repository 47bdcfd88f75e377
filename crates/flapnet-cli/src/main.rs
mod command;
mod schema;
mod util;

fn main() -> anyhow::Result<()> {
    env_logger::Builder::from_env(env_logger::Env::default().default_filter_or("info")).init();
    command::run()
}
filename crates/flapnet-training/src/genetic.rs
//! Genetic algorithm evolving populations of networks.
//!
//! # Algorithm Overview
//!
//! Each generation goes through the same cycle:
//!
//! 1. **Evaluate Fitness** - Every individual flies through a fresh world on a
//!    bounded worker pool; all worlds of a generation share one seed
//! 2. **Rank** - Individuals are stably sorted by fitness, best first
//! 3. **Elitism** - The top tenth (at least one) is carried over unchanged
//! 4. **Crossover** - Half of the remaining slots are filled with children of
//!    elite pairs, two per pair (`p1 x p2` and `p2 x p1`)
//! 5. **Mutation** - The rest are mutated copies of the best non-elites
//!
//! # Slot Layout
//!
//! For a population of `n` with `e` elites and `c = (n - e) / 2` crossover
//! slots, the next generation is laid out as:
//!
//! ```text
//! [0, e)          elites, unchanged
//! [e, e + c)      crossover children of random elite pairs
//! [e + c, n)      slot i holds a mutated copy of ranked individual i - c
//! ```
//!
//! # Parallelization
//!
//! Evaluation spawns one task per individual on a caller-provided rayon
//! [`ThreadPool`], so concurrency is bounded by the pool size rather than the
//! population size. Results travel back through a channel and are only
//! applied after the whole generation has finished.

use std::sync::{Arc, mpsc};

use flapnet_network::{Fingerprint, NeuralNetwork};
use rand::Rng;
use rayon::ThreadPool;

use crate::evaluator::{Evaluation, FitnessEvaluator};

/// One elite slot is reserved per this many individuals.
pub const ELITE_DIVISOR: usize = 10;

/// A candidate network and the result of its latest evaluation.
#[derive(Debug, Clone)]
pub struct Individual {
    network: Arc<NeuralNetwork>,
    evaluation: Option<Evaluation>,
}

impl Individual {
    #[must_use]
    pub fn new(network: NeuralNetwork) -> Self {
        Self {
            network: Arc::new(network),
            evaluation: None,
        }
    }

    #[must_use]
    pub fn network(&self) -> &Arc<NeuralNetwork> {
        &self.network
    }

    #[must_use]
    pub fn gene(&self) -> &Fingerprint {
        self.network.gene()
    }

    /// Returns the latest evaluation, if the individual has been evaluated.
    #[must_use]
    pub fn evaluation(&self) -> Option<&Evaluation> {
        self.evaluation.as_ref()
    }

    /// Fitness of the latest evaluation; `f64::MIN` before the first one.
    #[must_use]
    pub fn fitness(&self) -> f64 {
        self.evaluation.map_or(f64::MIN, |e| e.fitness)
    }
}

/// An evaluation result tagged with the candidate it belongs to.
#[derive(Debug, Clone)]
pub struct ScoredCandidate {
    pub candidate_index: usize,
    pub evaluation: Evaluation,
    pub gene: Fingerprint,
}

/// A population of networks sharing one topology.
#[derive(Debug, Clone)]
pub struct Population {
    individuals: Vec<Individual>,
}

impl Population {
    /// Creates `count` fresh networks with the given topology.
    #[must_use]
    pub fn random<R>(count: usize, topology: &[usize], rng: &mut R) -> Self
    where
        R: Rng + ?Sized,
    {
        let individuals = (0..count)
            .map(|_| Individual::new(NeuralNetwork::new(topology, rng)))
            .collect();
        Self { individuals }
    }

    #[must_use]
    pub fn from_individuals(individuals: Vec<Individual>) -> Self {
        Self { individuals }
    }

    /// Returns all individuals; sorted best first after [`Self::evaluate_fitness`].
    #[must_use]
    pub fn individuals(&self) -> &[Individual] {
        &self.individuals
    }

    #[must_use]
    pub fn len(&self) -> usize {
        self.individuals.len()
    }

    #[must_use]
    pub fn is_empty(&self) -> bool {
        self.individuals.is_empty()
    }

    /// Evaluates every individual on `pool` in worlds seeded with `seed`.
    ///
    /// Blocks until every evaluation has finished. Results arrive in
    /// completion order, tagged with the candidate index and gene.
    #[must_use]
    pub fn score(
        &self,
        evaluator: &FitnessEvaluator,
        pool: &ThreadPool,
        seed: u64,
    ) -> Vec<ScoredCandidate> {
        let (tx, rx) = mpsc::channel();
        pool.scope(|s| {
            for (candidate_index, ind) in self.individuals.iter().enumerate() {
                let tx = tx.clone();
                let network = Arc::clone(&ind.network);
                s.spawn(move |_| {
                    let gene = network.gene().clone();
                    let evaluation = evaluator.evaluate(network, seed);
                    // the receiver outlives the scope
                    let _ = tx.send(ScoredCandidate {
                        candidate_index,
                        evaluation,
                        gene,
                    });
                });
            }
        });
        drop(tx);
        rx.into_iter().collect()
    }

    /// Evaluates every individual on `pool` in worlds seeded with `seed`, then
    /// ranks the population by fitness, best first.
    ///
    /// Blocks until every evaluation has finished. Ties keep their previous
    /// relative order.
    pub fn evaluate_fitness(&mut self, evaluator: &FitnessEvaluator, pool: &ThreadPool, seed: u64) {
        let mut exhausted = 0;
        for scored in self.score(evaluator, pool, seed) {
            if scored.evaluation.outcome.is_step_budget_exhausted() {
                exhausted += 1;
            }
            let ind = &mut self.individuals[scored.candidate_index];
            debug_assert_eq!(ind.gene(), &scored.gene);
            ind.evaluation = Some(scored.evaluation);
        }
        if exhausted > 0 {
            log::warn!("{exhausted} evaluations hit the step budget");
        }

        self.individuals.sort_by(|a, b| b.fitness().total_cmp(&a.fitness()));
    }

    /// Returns the best individual. Meaningful after [`Self::evaluate_fitness`].
    #[must_use]
    pub fn best(&self) -> Option<&Individual> {
        self.individuals.first()
    }
}

/// Breeds the next generation from a ranked population.
#[derive(Debug, Clone, Copy)]
pub struct PopulationEvolver {
    /// Number of top individuals carried over unchanged
    pub elite_count: usize,
    /// Scale of the Gaussian noise applied to mutated copies
    pub mutation_rate: f64,
}

impl PopulationEvolver {
    /// Creates an evolver reserving a tenth of `population_size` (at least
    /// one) for elites.
    #[must_use]
    pub fn new(population_size: usize, mutation_rate: f64) -> Self {
        Self {
            elite_count: usize::max(1, population_size / ELITE_DIVISOR),
            mutation_rate,
        }
    }

    /// Evolves the population to create the next generation.
    ///
    /// # Panics
    ///
    /// Panics if `population` is not sorted by fitness, best first.
    #[must_use]
    pub fn evolve<R>(&self, population: &Population, rng: &mut R) -> Population
    where
        R: Rng + ?Sized,
    {
        let ranked = &population.individuals;
        assert!(
            ranked.is_sorted_by(|a, b| a.fitness() >= b.fitness()),
            "population must be ranked before breeding"
        );

        let size = ranked.len();
        let elite_count = self.elite_count.min(size);
        let crossover_slots = (size - elite_count) / 2;
        let mut next = Vec::with_capacity(size);

        // elite selection
        let elites = &ranked[..elite_count];
        next.extend(elites.iter().cloned());

        // crossover between random elite pairs
        while next.len() < elite_count + crossover_slots {
            let p1 = &elites[rng.random_range(0..elite_count)].network;
            let p2 = &elites[rng.random_range(0..elite_count)].network;
            next.push(Individual::new(p1.crossover(p2, rng)));
            if next.len() < elite_count + crossover_slots {
                next.push(Individual::new(p2.crossover(p1, rng)));
            }
        }

        // mutated copies of the next best
        for slot in elite_count + crossover_slots..size {
            let source = &ranked[slot - crossover_slots].network;
            next.push(Individual::new(
                source.copy_and_mutate(self.mutation_rate, rng),
            ));
        }

        Population { individuals: next }
    }
}
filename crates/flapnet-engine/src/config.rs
use serde::{Deserialize, Serialize};

/// Physical constants and drift parameters of a simulated world.
///
/// All distances are in screen units with the origin in the top-left corner
/// and `y` growing downwards. The defaults reproduce the classic game.
#[derive(Debug, Clone, PartialEq, Serialize, Deserialize)]
#[serde(default)]
pub struct SimulationConfig {
    /// Width of the play field.
    pub screen_width: f64,
    /// Height of the play field; actors outside `[0, screen_height]` die.
    pub screen_height: f64,
    /// Side length of the square actor bounding box.
    pub actor_size: f64,
    /// Velocity added to every living actor each step.
    pub gravity: f64,
    /// Velocity assigned on a jump (negative is upwards).
    pub jump_velocity: f64,
    /// Jump when the pending action exceeds this value.
    pub jump_threshold: f64,
    /// Horizontal extent of an obstacle.
    pub obstacle_width: f64,
    /// Distance the rightmost obstacle must travel before the next spawns.
    pub obstacle_spacing: f64,
    /// Vertical gap between the upper and lower obstacle halves at the start.
    pub initial_gap_height: f64,
    /// The gap stops shrinking once it reaches this value.
    pub min_gap_height: f64,
    /// Gap shrink per passed obstacle.
    pub gap_height_step: f64,
    /// Horizontal obstacle speed at the start.
    pub initial_speed: f64,
    /// The speed stops growing once it reaches this value.
    pub max_speed: f64,
    /// Speed gain per passed obstacle.
    pub speed_step: f64,
    /// Lowest position a godmode actor can reach.
    pub godmode_floor: f64,
    /// Denominator offset of the proximity bonus in [`World::fitness`](crate::World::fitness).
    pub proximity_epsilon: f64,
}

impl Default for SimulationConfig {
    fn default() -> Self {
        Self {
            screen_width: 1000.0,
            screen_height: 500.0,
            actor_size: 30.0,
            gravity: 0.5,
            jump_velocity: -8.0,
            jump_threshold: 0.5,
            obstacle_width: 60.0,
            obstacle_spacing: 300.0,
            initial_gap_height: 200.0,
            min_gap_height: 180.0,
            gap_height_step: 0.1,
            initial_speed: 2.0,
            max_speed: 6.0,
            speed_step: 0.1,
            godmode_floor: 475.0,
            proximity_epsilon: 0.001,
        }
    }
}

impl SimulationConfig {
    /// Left edge of every actor; actors share one fixed column.
    #[must_use]
    pub fn actor_left(&self) -> f64 {
        self.actor_size / 2.0
    }

    /// Vertical position actors start from and return to on reset.
    #[must_use]
    pub fn actor_start_y(&self) -> f64 {
        self.screen_height / 2.0
    }
}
------
Lines from the top of the entries through the line with "share one seed" are to be transcribed exactly, and nothing more.

repository 47bdcfd88f75e377
filename crates/flapnet-cli/src/main.rs
mod command;
mod schema;
mod util;

fn main() -> anyhow::Result<()> {
    env_logger::Builder::from_env(env_logger::Env::default().default_filter_or("info")).init();
    command::run()
}
filename crates/flapnet-training/src/genetic.rs
//! Genetic algorithm evolving populations of networks.
//!
//! # Algorithm Overview
//!
//! Each generation goes through the same cycle:
//!
//! 1. **Evaluate Fitness** - Every individual flies through a fresh world on a
//!    bounded worker pool; all worlds of a generation share one seed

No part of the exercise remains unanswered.